Ad onor del vero, il problema della data certa non costituì la più grande difficoltà che i Frati Minori dovettero affrontare. Pietro di Giovanni Olivi, teologo provenzale, in una specifica questio sul tema, affermò l’incertezza circa l’affermata concessione di Papa Onorio III a Francesco di questa inusuale indulgenza plenaria. Alcuni, tra gli stessi frati minori, sottolineavano la mancanza di ‘un pezzo di carta bollata’ a conferma di questa concessione.

«Per giustificare quell’assenza – precisa il noto francescanista Stefano Brufani – i frati si impegnarono affannosamente dall’ultimo quarto del secolo XIII agli anni ’30 del secolo seguente, sino a quando Francesco di Bartolo d’Assisi scrisse la summa della memoria minoritica sull’indulgenza».

Nella questio ‘Portiunculana’ come dalla definizione degli eruditi bollandisti della metà del secolo XVIII, i termini storia e memoria non sempre furono consequenziali: «Non fu la storia a generare la memoria, ma la memoria a generare la storia o meglio, la narrazione storica».

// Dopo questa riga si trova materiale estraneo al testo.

use serde::{Deserialize, Serialize};
use ts_rs::TS;
use url::Url;
use utoipa::ToSchema;

use crate::query::QuerySpec;

// Used to parse path-only request URIs (`/api/v1/users?page=2`), which is what
// axum hands to handlers. The base never leaks into the generated links.
const RELATIVE_BASE: &str = "http://relative.invalid";

/// PaginationMeta
///
/// Page boundaries and navigation links for a list response.
/// `next`/`prev` are `null` on the last/first page respectively.
#[derive(Debug, Clone, PartialEq, Eq, Serialize, Deserialize, TS, ToSchema)]
#[ts(export)]
pub struct PaginationMeta {
    pub current_page: u64,
    pub total_items: u64,
    pub total_pages: u64,
    pub item_per_page: u64,
    /// 1-based index of the first row on this page (0 when the page is empty).
    pub from_row: u64,
    /// 1-based index of the last row on this page (0 when the page is empty).
    pub to_row: u64,
    #[serde(rename = "self")]
    pub self_url: String,
    pub next: Option<String>,
    pub prev: Option<String>,
}

impl PaginationMeta {
    /// build
    ///
    /// Computes the metadata for `spec` given the filtered total. Neither the
    /// spec nor the request URL is modified; links are fresh strings with only
    /// the `page` query parameter replaced.
    pub fn build(spec: &QuerySpec, request_url: &str, total_items: u64) -> Self {
        let current_page = spec.page.max(1);
        let item_per_page = spec.limit.max(1);
        let total_pages = total_items.div_ceil(item_per_page);

        let (from_row, to_row) = if total_items == 0 {
            (0, 0)
        } else {
            let from = (current_page - 1)
                .saturating_mul(item_per_page)
                .saturating_add(1);
            let to = current_page.saturating_mul(item_per_page).min(total_items);
            if from > total_items { (0, 0) } else { (from, to) }
        };

        let next = (current_page < total_pages).then(|| with_page(request_url, current_page + 1));
        let prev = (current_page > 1).then(|| with_page(request_url, current_page - 1));

        Self {
            current_page,
            total_items,
            total_pages,
            item_per_page,
            from_row,
            to_row,
            self_url: request_url.to_string(),
            next,
            prev,
        }
    }
}

/// Returns `url` with its `page` query parameter set to `page`, keeping every
/// other parameter in its original position. Works for absolute URLs and for
/// path-and-query strings.
pub fn with_page(url: &str, page: u64) -> String {
    let (mut parsed, relative) = match Url::parse(url) {
        Ok(parsed) => (parsed, false),
        Err(_) => match Url::parse(RELATIVE_BASE).and_then(|base| base.join(url)) {
            Ok(parsed) => (parsed, true),
            // Not a URL at all; fall back to a bare query string.
            Err(_) => return format!("?page={}", page),
        },
    };

    let mut replaced = false;
    let pairs: Vec<(String, String)> = parsed
        .query_pairs()
        .map(|(key, value)| {
            if key == "page" {
                replaced = true;
                (key.into_owned(), page.to_string())
            } else {
                (key.into_owned(), value.into_owned())
            }
        })
        .collect();

    {
        let mut query = parsed.query_pairs_mut();
        query.clear();
        for (key, value) in &pairs {
            query.append_pair(key, value);
        }
        if !replaced {
            query.append_pair("page", &page.to_string());
        }
    }

    if relative {
        match parsed.query() {
            Some(query) => format!("{}?{}", parsed.path(), query),
            None => parsed.path().to_string(),
        }
    } else {
        parsed.to_string()
    }
}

Continua Brufani: «L’inventio (nel senso polisemantico del termine latino) della indulgenza della Porziuncola non fu un atto di mistificazione della storia, ma un tuffo dei frati Minori nella storia, nella teologia e nella prassi apostolica.[…]. I frati Minori seppero interpretare la pietà popolare del tempo che anelava alla pienezza della comunicazione con Dio, pur vivendo nel mondo. Alla Porziuncola crearono un luogo teologico, dove era possibile con Francesco, modello di santità evangelico-penitenziale, e grazie alla predicazione penitenziale e alla prassi della confessione, gridare ai fedeli convenuti: “Voglio mandarvi tutti in Paradiso”.

Quando nella vita, quasi per caso, magari nei momenti più bui o di certezze ritenute tali, capita di incontrare Francesco d’ Assisi, il cuore inizialmente viene folgorato dallo spessore umano e spirituale di un uomo del genere. Poi, col tempo, non ci si accontenta più dei racconti e aneddoti, seppure avvincenti, ma si è spinti dalla ‘fame’ di conoscere quell’uomo,  di scavare nella storia della sua terra, della sua vita.

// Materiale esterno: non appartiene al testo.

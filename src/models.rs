use chrono::{DateTime, Utc};
use serde::{Deserialize, Serialize};
use sqlx::FromRow;
use ts_rs::TS;
use utoipa::ToSchema;
use uuid::Uuid;

use crate::error::FieldError;

// --- Core Entities (Mapped to Database) ---

/// Module
///
/// A functional area of the product (e.g. "User Management") that groups permissions.
#[derive(Debug, Clone, Serialize, Deserialize, FromRow, Default)]
pub struct Module {
    pub id: i64,
    pub uuid: Uuid,
    pub name: String,
    pub created_at: DateTime<Utc>,
    pub updated_at: DateTime<Utc>,
    // Soft-delete marker; rows with a value are invisible to the API.
    pub deleted_at: Option<DateTime<Utc>>,
}

/// Permission
///
/// A single grant (e.g. "view_user") belonging to one module.
#[derive(Debug, Clone, Serialize, Deserialize, FromRow, Default)]
pub struct Permission {
    pub id: i64,
    pub uuid: Uuid,
    pub module_id: i64,
    pub name: String,
    pub created_at: DateTime<Utc>,
    pub updated_at: DateTime<Utc>,
    pub deleted_at: Option<DateTime<Utc>>,
}

/// Role
///
/// A named set of permissions (many-to-many through `role_permissions`).
/// `is_admin` roles bypass the self-only checks.
#[derive(Debug, Clone, Serialize, Deserialize, FromRow, Default)]
pub struct Role {
    pub id: i64,
    pub uuid: Uuid,
    pub name: String,
    pub is_admin: bool,
    pub created_at: DateTime<Utc>,
    pub updated_at: DateTime<Utc>,
    pub deleted_at: Option<DateTime<Utc>>,
}

/// User
///
/// An account record. `password` holds the argon2 PHC string and is never serialized.
#[derive(Debug, Clone, Serialize, Deserialize, FromRow, Default)]
pub struct User {
    pub id: i64,
    pub uuid: Uuid,
    pub role_id: i64,
    pub username: String,
    pub name: String,
    pub email: String,
    #[serde(skip_serializing, default)]
    pub password: String,
    pub validated_at: Option<DateTime<Utc>>,
    pub created_at: DateTime<Utc>,
    pub updated_at: DateTime<Utc>,
    pub deleted_at: Option<DateTime<Utc>>,
}

/// RefreshToken
///
/// A refresh JWT issued at login, stored so it can be rotated and revoked.
#[derive(Debug, Clone, Serialize, Deserialize, FromRow, Default)]
pub struct RefreshToken {
    pub id: i64,
    pub user_id: i64,
    pub token: String,
    pub expired_at: DateTime<Utc>,
    pub created_at: DateTime<Utc>,
}

/// The slice of a user the authorization checks need, resolved on every request.
#[derive(Debug, Clone, FromRow, Default, PartialEq)]
pub struct UserAccess {
    pub id: i64,
    pub role_id: i64,
    pub is_admin: bool,
}

// --- Output Schemas ---

/// UserList
///
/// Compact user row for list endpoints; `role` is the role name (joined).
#[derive(Debug, Clone, Serialize, Deserialize, TS, ToSchema, FromRow, Default, PartialEq)]
#[ts(export)]
pub struct UserList {
    pub id: i64,
    pub uuid: Uuid,
    pub name: String,
    pub username: String,
    pub email: String,
    pub role: String,
}

#[derive(Debug, Clone, Serialize, Deserialize, TS, ToSchema, FromRow, Default)]
#[ts(export)]
pub struct UserDetail {
    pub id: i64,
    pub uuid: Uuid,
    pub role_id: i64,
    pub role: String,
    pub name: String,
    pub username: String,
    pub email: String,
    #[ts(type = "string | null")]
    pub validated_at: Option<DateTime<Utc>>,
    #[ts(type = "string")]
    pub created_at: DateTime<Utc>,
    #[ts(type = "string")]
    pub updated_at: DateTime<Utc>,
}

/// PermissionList
///
/// Permission row with its module name resolved, also embedded in role and module details.
#[derive(Debug, Clone, Serialize, Deserialize, TS, ToSchema, FromRow, Default, PartialEq)]
#[ts(export)]
pub struct PermissionList {
    pub id: i64,
    pub uuid: Uuid,
    pub name: String,
    pub module_id: i64,
    pub module: String,
}

#[derive(Debug, Clone, Serialize, Deserialize, TS, ToSchema, FromRow, Default)]
#[ts(export)]
pub struct PermissionDetail {
    pub id: i64,
    pub uuid: Uuid,
    pub name: String,
    pub module_id: i64,
    pub module: String,
    #[ts(type = "string")]
    pub created_at: DateTime<Utc>,
    #[ts(type = "string")]
    pub updated_at: DateTime<Utc>,
}

#[derive(Debug, Clone, Serialize, Deserialize, TS, ToSchema, FromRow, Default, PartialEq)]
#[ts(export)]
pub struct RoleList {
    pub id: i64,
    pub uuid: Uuid,
    pub name: String,
    pub is_admin: bool,
}

#[derive(Debug, Clone, Serialize, Deserialize, TS, ToSchema, Default)]
#[ts(export)]
pub struct RoleDetail {
    pub id: i64,
    pub uuid: Uuid,
    pub name: String,
    pub is_admin: bool,
    pub permissions: Vec<PermissionList>,
    #[ts(type = "string")]
    pub created_at: DateTime<Utc>,
    #[ts(type = "string")]
    pub updated_at: DateTime<Utc>,
}

impl RoleDetail {
    pub fn from_role(role: Role, permissions: Vec<PermissionList>) -> Self {
        Self {
            id: role.id,
            uuid: role.uuid,
            name: role.name,
            is_admin: role.is_admin,
            permissions,
            created_at: role.created_at,
            updated_at: role.updated_at,
        }
    }
}

#[derive(Debug, Clone, Serialize, Deserialize, TS, ToSchema, FromRow, Default, PartialEq)]
#[ts(export)]
pub struct ModuleList {
    pub id: i64,
    pub uuid: Uuid,
    pub name: String,
}

#[derive(Debug, Clone, Serialize, Deserialize, TS, ToSchema, Default)]
#[ts(export)]
pub struct ModuleDetail {
    pub id: i64,
    pub uuid: Uuid,
    pub name: String,
    pub permissions: Vec<PermissionList>,
    #[ts(type = "string")]
    pub created_at: DateTime<Utc>,
    #[ts(type = "string")]
    pub updated_at: DateTime<Utc>,
}

impl ModuleDetail {
    pub fn from_module(module: Module, permissions: Vec<PermissionList>) -> Self {
        Self {
            id: module.id,
            uuid: module.uuid,
            name: module.name,
            permissions,
            created_at: module.created_at,
            updated_at: module.updated_at,
        }
    }
}

/// TokenPair
///
/// Returned by login and refresh.
#[derive(Debug, Clone, Serialize, Deserialize, TS, ToSchema, Default)]
#[ts(export)]
pub struct TokenPair {
    pub access_token: String,
    pub refresh_token: String,
}

// --- Request Payloads (Input Schemas) ---

#[derive(Debug, Clone, Serialize, Deserialize, TS, ToSchema, Default)]
#[ts(export)]
pub struct LoginInput {
    pub username_or_email: String,
    pub password: String,
}

#[derive(Debug, Clone, Serialize, Deserialize, TS, ToSchema, Default)]
#[ts(export)]
pub struct RefreshInput {
    pub refresh_token: String,
}

/// CreateUserInput
///
/// Payload for `POST /users`. The password is hashed before it reaches the repository.
#[derive(Debug, Clone, Serialize, Deserialize, TS, ToSchema, Default)]
#[ts(export)]
pub struct CreateUserInput {
    pub role_id: i64,
    pub username: String,
    pub name: String,
    pub email: String,
    pub password: String,
}

#[derive(Debug, Clone, Serialize, Deserialize, TS, ToSchema, Default)]
#[ts(export)]
pub struct UpdateUserInput {
    pub role_id: i64,
    pub username: String,
    pub name: String,
    pub email: String,
}

#[derive(Debug, Clone, Serialize, Deserialize, TS, ToSchema, Default)]
#[ts(export)]
pub struct ResetPasswordInput {
    pub password: String,
}

#[derive(Debug, Clone, Serialize, Deserialize, TS, ToSchema, Default)]
#[ts(export)]
pub struct RoleInput {
    pub name: String,
    #[serde(default)]
    pub is_admin: bool,
    /// Permission ids granted to the role.
    #[serde(default)]
    pub permissions: Vec<i64>,
}

#[derive(Debug, Clone, Serialize, Deserialize, TS, ToSchema, Default)]
#[ts(export)]
pub struct ModuleInput {
    pub name: String,
}

/// Persisted form of a new user: validated fields plus the password hash.
#[derive(Debug, Clone, Default)]
pub struct NewUser {
    pub role_id: i64,
    pub username: String,
    pub name: String,
    pub email: String,
    pub password_hash: String,
}

// --- Input Validation ---

pub const MIN_PASSWORD_LEN: usize = 8;

fn required(errors: &mut Vec<FieldError>, field: &str, value: &str) {
    if value.trim().is_empty() {
        errors.push(FieldError::new(field, "required"));
    }
}

fn email(errors: &mut Vec<FieldError>, value: &str) {
    let trimmed = value.trim();
    if trimmed.is_empty() {
        return;
    }
    let valid = trimmed
        .split_once('@')
        .is_some_and(|(local, domain)| !local.is_empty() && domain.contains('.') && !domain.starts_with('.'));
    if !valid {
        errors.push(FieldError::new("email", "email"));
    }
}

fn password(errors: &mut Vec<FieldError>, value: &str) {
    if value.is_empty() {
        errors.push(FieldError::new("password", "required"));
    } else if value.chars().count() < MIN_PASSWORD_LEN {
        errors.push(FieldError::new("password", "min"));
    }
}

impl LoginInput {
    pub fn validate(&self) -> Vec<FieldError> {
        let mut errors = Vec::new();
        required(&mut errors, "username_or_email", &self.username_or_email);
        required(&mut errors, "password", &self.password);
        errors
    }
}

impl CreateUserInput {
    pub fn validate(&self) -> Vec<FieldError> {
        let mut errors = Vec::new();
        required(&mut errors, "username", &self.username);
        required(&mut errors, "name", &self.name);
        required(&mut errors, "email", &self.email);
        email(&mut errors, &self.email);
        password(&mut errors, &self.password);
        if self.role_id <= 0 {
            errors.push(FieldError::new("role_id", "required"));
        }
        errors
    }
}

impl UpdateUserInput {
    pub fn validate(&self) -> Vec<FieldError> {
        let mut errors = Vec::new();
        required(&mut errors, "username", &self.username);
        required(&mut errors, "name", &self.name);
        required(&mut errors, "email", &self.email);
        email(&mut errors, &self.email);
        if self.role_id <= 0 {
            errors.push(FieldError::new("role_id", "required"));
        }
        errors
    }
}

impl ResetPasswordInput {
    pub fn validate(&self) -> Vec<FieldError> {
        let mut errors = Vec::new();
        password(&mut errors, &self.password);
        errors
    }
}

impl RoleInput {
    pub fn validate(&self) -> Vec<FieldError> {
        let mut errors = Vec::new();
        required(&mut errors, "name", &self.name);
        if self.permissions.is_empty() {
            errors.push(FieldError::new("permissions", "required"));
        }
        errors
    }
}

impl ModuleInput {
    pub fn validate(&self) -> Vec<FieldError> {
        let mut errors = Vec::new();
        required(&mut errors, "name", &self.name);
        errors
    }
}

Sicuramente le certezze storiche sono tante. Ci sono anche fatti non provati, ancora. Ma nulla toglie luminosità all’umanità santa di questo ‘simplex et idiota’, follemente innamorato di Dio.

Francesco d’Assisi indica una strada da percorrere e una porta da attraversare, a piedi nudi. Forte è la valenza simbolico-storica dell’attraversamento della Porta della Porziuncola, della porta del Perdono, ma la chiave che apre e dà senso a quella porta è «vivere secondo la forma del santo Vangelo».

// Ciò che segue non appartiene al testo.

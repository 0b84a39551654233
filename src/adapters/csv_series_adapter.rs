//! Annotated per-bar series of each completed run, one CSV per symbol.
//!
//! Columns: datetime, OHLCV, every derived indicator column (sorted by
//! name), entry/exit signals, then the simulator annotation. Missing values
//! are written as empty fields.

use crate::domain::backtest::{BacktestRun, StrategyOutcome};
use crate::domain::error::StratbenchError;
use crate::domain::ohlcv::PriceField;
use crate::ports::report_port::ReportPort;
use std::fs;
use std::path::{Path, PathBuf};
use tracing::debug;

pub struct CsvSeriesAdapter {
    dir: PathBuf,
}

fn csv_error(e: csv::Error) -> StratbenchError {
    StratbenchError::Data {
        reason: format!("CSV write error: {}", e),
    }
}

fn cell(value: Option<f64>) -> String {
    value.map(|v| v.to_string()).unwrap_or_default()
}

/// File-name-safe symbol (`BRK/B` becomes `BRK_B`).
fn file_stem(symbol: &str) -> String {
    symbol
        .chars()
        .map(|c| {
            if c.is_ascii_alphanumeric() || matches!(c, '.' | '-' | '_') {
                c
            } else {
                '_'
            }
        })
        .collect()
}

impl CsvSeriesAdapter {
    pub fn new(dir: PathBuf) -> Self {
        Self { dir }
    }

    pub fn series_path(&self, symbol: &str) -> PathBuf {
        self.dir.join(format!("{}_series.csv", file_stem(symbol)))
    }

    fn write_run(path: &Path, run: &BacktestRun) -> Result<(), StratbenchError> {
        let mut wtr = csv::Writer::from_path(path).map_err(csv_error)?;
        let derived: Vec<&str> = run.frame.derived_names().collect();

        let mut header = vec!["datetime"];
        header.extend(PriceField::ALL.iter().map(|f| f.column_name()));
        header.extend(derived.iter().copied());
        header.extend(["entry_signal", "exit_signal", "in_position", "position", "pnl"]);
        wtr.write_record(&header).map_err(csv_error)?;

        let bars = run.frame.bars().bars();
        for (i, bar) in bars.iter().enumerate() {
            let mut row = vec![bar.datetime.format("%Y-%m-%d %H:%M:%S").to_string()];
            row.extend(PriceField::ALL.iter().map(|f| cell(bar.field(*f))));
            row.extend(
                derived
                    .iter()
                    .map(|name| cell(run.frame.derived(name).and_then(|c| c[i]))),
            );
            let annotation = run.simulation.annotations.get(i).cloned().unwrap_or_default();
            row.push(run.signals.entry_at(i).to_string());
            row.push(run.signals.exit_at(i).to_string());
            row.push(annotation.in_position.to_string());
            row.push(
                annotation
                    .position
                    .map(|p| p.as_str().to_string())
                    .unwrap_or_default(),
            );
            row.push(cell(annotation.pnl));
            wtr.write_record(&row).map_err(csv_error)?;
        }

        wtr.flush()?;
        Ok(())
    }
}

impl ReportPort for CsvSeriesAdapter {
    fn write(&self, outcomes: &[StrategyOutcome]) -> Result<(), StratbenchError> {
        fs::create_dir_all(&self.dir)?;
        for outcome in outcomes {
            let Ok(run) = &outcome.result else {
                continue;
            };
            let path = self.series_path(&outcome.symbol);
            Self::write_run(&path, run)?;
            debug!(symbol = %outcome.symbol, path = %path.display(), "series written");
        }
        Ok(())
    }
}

L’impatto emotivo per l’indulgenza plenaria può rendere il nostro spirito sicuramente più leggero. Ma solo quando, dopo attraversato quella porta, baceremo il lebbroso del nostro tempo, aiuteremo il fratello in difficoltà, useremo le nostre mani per aiutare a rialzarsi chi è a terra, impiegheremo il nostro tempo per una cultura dell’inclusione, la nostra professione per creare ponti e dialogo, forse solo allora vedremo dinanzi a noi la via per il Paradiso.

Questa è la vera eredità di Francesco d’Assisi. Questa è il suo dono: guardare la diversità attraverso i suoi occhi, riscoprendo la grandezza dell’amore di Dio.

Questo lui ci ha lasciato: non calmanti per coscienze ansiolitiche, più o meno efficaci, ma strade da percorrere, scelte, spesso radicali, da tentare.

Soltanto così il nostro castello, sovente di carta, assomiglierà alla sua Porziuncola. Solo così potremmo dirci figli di Francesco in cammino, con lui, verso il Padre nostro che è nei cieli. Le scale aiutano, le porte invitano, ma nostra è la responsabilità della scelta.

Tra storia, memoria e fede. Con lo sguardo di Francesco. Il vero Francesco.

Per gli approfondimenti storici: Il Perdono di Assisi. Storia Agiografia Erudizione, Spoleto, CISAM, 2016, a cura di Brufani Stefano.